EXERCISE:
Could you copy every line of the data that contains the word "topic"?

RECORDS TO PROCESS:

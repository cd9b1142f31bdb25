//! Error types for the bridge framework.

use thiserror::Error;

/// Result type alias using [`BridgeError`].
pub type Result<T> = std::result::Result<T, BridgeError>;

/// Errors that can occur in a bridge.
#[derive(Error, Debug)]
pub enum BridgeError {
    /// Configuration error.
    #[error("Configuration error: {0}")]
    Config(String),

    /// Configuration file not found.
    #[error("Configuration file not found: {path}")]
    ConfigNotFound { path: String },

    /// Configuration parse error.
    #[error("Failed to parse configuration: {0}")]
    ConfigParse(String),

    /// Configuration validation error.
    #[error("Configuration validation failed: {0}")]
    ConfigValidation(String),

    /// MQTT broker connection failed permanently.
    #[error("MQTT connection error: {0}")]
    MqttConnection(String),

    /// Serialization error.
    #[error("Serialization error: {0}")]
    Serialization(String),

    /// Publishing error.
    #[error(transparent)]
    Publish(#[from] PublishError),

    /// Worker error.
    #[error("Worker error: {0}")]
    Worker(String),

    /// I/O error.
    #[error("I/O error: {0}")]
    Io(#[from] std::io::Error),
}

impl BridgeError {
    /// Create a configuration error.
    pub fn config(msg: impl Into<String>) -> Self {
        Self::Config(msg.into())
    }

    /// Create a configuration validation error.
    pub fn validation(msg: impl Into<String>) -> Self {
        Self::ConfigValidation(msg.into())
    }

    /// Create a worker error.
    pub fn worker(msg: impl Into<String>) -> Self {
        Self::Worker(msg.into())
    }
}

impl From<tesla_bridge_common::Error> for BridgeError {
    fn from(err: tesla_bridge_common::Error) -> Self {
        match err {
            tesla_bridge_common::Error::Io(e) => Self::Io(e),
            tesla_bridge_common::Error::Json(e) => Self::Serialization(e.to_string()),
            other => Self::ConfigValidation(other.to_string()),
        }
    }
}

impl From<serde_json::Error> for BridgeError {
    fn from(err: serde_json::Error) -> Self {
        Self::Serialization(err.to_string())
    }
}

impl From<json5::Error> for BridgeError {
    fn from(err: json5::Error) -> Self {
        Self::ConfigParse(err.to_string())
    }
}

/// Errors returned by a single publish call.
#[derive(Error, Debug, Clone, PartialEq, Eq)]
pub enum PublishError {
    /// The publish could not be queued before the deadline.
    #[error("Publish to {topic} timed out after {timeout_ms}ms")]
    Timeout { topic: String, timeout_ms: u64 },

    /// The broker connection failed permanently (e.g. bad credentials).
    #[error("MQTT connection is in terminal failure: {0}")]
    Terminal(String),

    /// The MQTT client rejected the request (event loop gone).
    #[error("Failed to publish to {topic}: {message}")]
    Client { topic: String, message: String },

    /// The value could not be encoded.
    #[error("Failed to encode payload for {topic}: {message}")]
    Encode { topic: String, message: String },
}

impl PublishError {
    /// Whether a later publish may succeed without operator intervention.
    pub fn is_transient(&self) -> bool {
        matches!(self, PublishError::Timeout { .. })
    }
}

#[cfg(test)]
mod tests {
    use super::*;

    #[test]
    fn test_publish_error_classification() {
        let timeout = PublishError::Timeout {
            topic: "cars/1/speed".to_string(),
            timeout_ms: 5000,
        };
        assert!(timeout.is_transient());
        assert!(!PublishError::Terminal("bad credentials".to_string()).is_transient());
    }

    #[test]
    fn test_common_error_conversion() {
        let err: BridgeError = tesla_bridge_common::Error::Config("no vehicles".to_string()).into();
        assert!(matches!(err, BridgeError::ConfigValidation(_)));
    }
}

SOLVED EXERCISE:
    #[error("Publish to {topic} timed out after {timeout_ms}ms")]
    Timeout { topic: String, timeout_ms: u64 },
    #[error("Failed to publish to {topic}: {message}")]
    Client { topic: String, message: String },
    #[error("Failed to encode payload for {topic}: {message}")]
    Encode { topic: String, message: String },
            topic: "cars/1/speed".to_string(),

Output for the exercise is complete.